Dataset entries:
-------------------------

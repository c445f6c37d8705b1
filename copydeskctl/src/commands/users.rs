use anyhow::{Context, Result};
use backend::{PrincipalFilter, UserProfile};
use clap::{Args, Subcommand};
use tabled::{settings::style::Style, Table, Tabled};
use wards::Role;

use super::{connect, format_instant, format_tokens};

#[derive(Subcommand, Debug)]
pub enum UsersCommands {
    /// List user profiles, newest first
    List(ListArgs),
}

#[derive(Args, Debug)]
pub struct ListArgs {
    /// Case-insensitive match on email or full name
    #[arg(long)]
    pub search: Option<String>,
    /// Only users with this role (user or admin)
    #[arg(long, value_parser = parse_role)]
    pub role: Option<Role>,
    #[arg(long, default_value = "100", value_parser = clap::value_parser!(u32).range(1..=1000))]
    pub limit: u32,
    /// Output machine-readable JSON
    #[arg(long)]
    pub json: bool,
}

fn parse_role(raw: &str) -> Result<Role, String> {
    Role::parse(raw).ok_or_else(|| format!("unknown role '{}' (expected user or admin)", raw))
}

#[derive(Debug, Tabled)]
struct UserRow {
    #[tabled(rename = "ID")]
    id: String,
    #[tabled(rename = "EMAIL")]
    email: String,
    #[tabled(rename = "NAME")]
    name: String,
    #[tabled(rename = "ROLE")]
    role: String,
    #[tabled(rename = "TOKENS ALLOWED")]
    tokens_allowed: String,
    #[tabled(rename = "SUBSCRIPTION END")]
    subscription_end: String,
}

impl From<&UserProfile> for UserRow {
    fn from(p: &UserProfile) -> Self {
        Self {
            id: p.id.clone(),
            email: p.email.clone(),
            name: p.full_name.clone().unwrap_or_default(),
            role: p.role().to_string(),
            tokens_allowed: format_tokens(p.tokens_allowed),
            subscription_end: format_instant(p.subscription_end),
        }
    }
}

pub async fn handle(cmd: UsersCommands) -> Result<()> {
    match cmd {
        UsersCommands::List(args) => list(args).await,
    }
}

async fn list(args: ListArgs) -> Result<()> {
    let backend = connect()?;
    let users = backend
        .principals()
        .list(&PrincipalFilter {
            search: args.search,
            role: args.role,
            limit: Some(args.limit),
        })
        .await
        .context("Failed to list users")?;

    if args.json {
        println!("{}", serde_json::to_string_pretty(&users)?);
        return Ok(());
    }
    if users.is_empty() {
        println!("No users found");
        return Ok(());
    }

    let mut table = Table::new(users.iter().map(UserRow::from));
    table.with(Style::rounded());
    println!("{}", table);
    println!("{} user(s)", users.len());
    Ok(())
}
use std::env;
use std::sync::Arc;

use admin_ui::{create_app, AppState};
use anyhow::{Context, Result};
use backend::BackendClient;
use config_loader::ConfigManager;
use tracing::info;
use tracing_subscriber::{layer::SubscriberExt, util::SubscriberInitExt};
use wards::{config as policy_config, AccessPolicy};

#[tokio::main]
async fn main() -> Result<()> {
    // Initialize tracing
    tracing_subscriber::registry()
        .with(
            tracing_subscriber::EnvFilter::try_from_default_env()
                .unwrap_or_else(|_| "admin_ui=debug,tower_http=debug".into()),
        )
        .with(tracing_subscriber::fmt::layer())
        .init();

    let port = env::var("PORT")
        .unwrap_or_else(|_| "3000".to_string())
        .parse::<u16>()
        .context("PORT must be a valid number")?;
    let bind_addr = env::var("BIND_ADDR").unwrap_or_else(|_| "0.0.0.0".to_string());

    let manager = ConfigManager::new();
    let backend_config = manager
        .load_backend()
        .with_context(|| format!("Failed to load backend config ({:?})", manager.config_path()))?;
    let jwt_secret = backend_config
        .jwt_secret
        .clone()
        .context("jwtSecret (or COPYDESK_JWT_SECRET) is required to verify admin tokens")?;
    let policy_cfg = policy_config::load_from_env().context("Invalid access policy settings")?;

    let backend = Arc::new(BackendClient::new(&backend_config).context("Invalid backend config")?);
    let policy = Arc::new(AccessPolicy::new(backend.clone(), backend.clone(), policy_cfg));
    let app = create_app(AppState::new(backend, policy, jwt_secret));

    let listener = tokio::net::TcpListener::bind(format!("{}:{}", bind_addr, port))
        .await
        .with_context(|| format!("Failed to bind to {}:{}", bind_addr, port))?;

    info!(
        "Admin API starting on http://{}:{} (backend {})",
        bind_addr, port, backend_config.url
    );

    axum::serve(listener, app)
        .await
        .context("Server failed to start")?;

    Ok(())
}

-------------------------

Aim of the task:
Among the records, find every line holding the word "ConfigManager" and copy it.

The completed task:
use config_loader::ConfigManager;
    let manager = ConfigManager::new();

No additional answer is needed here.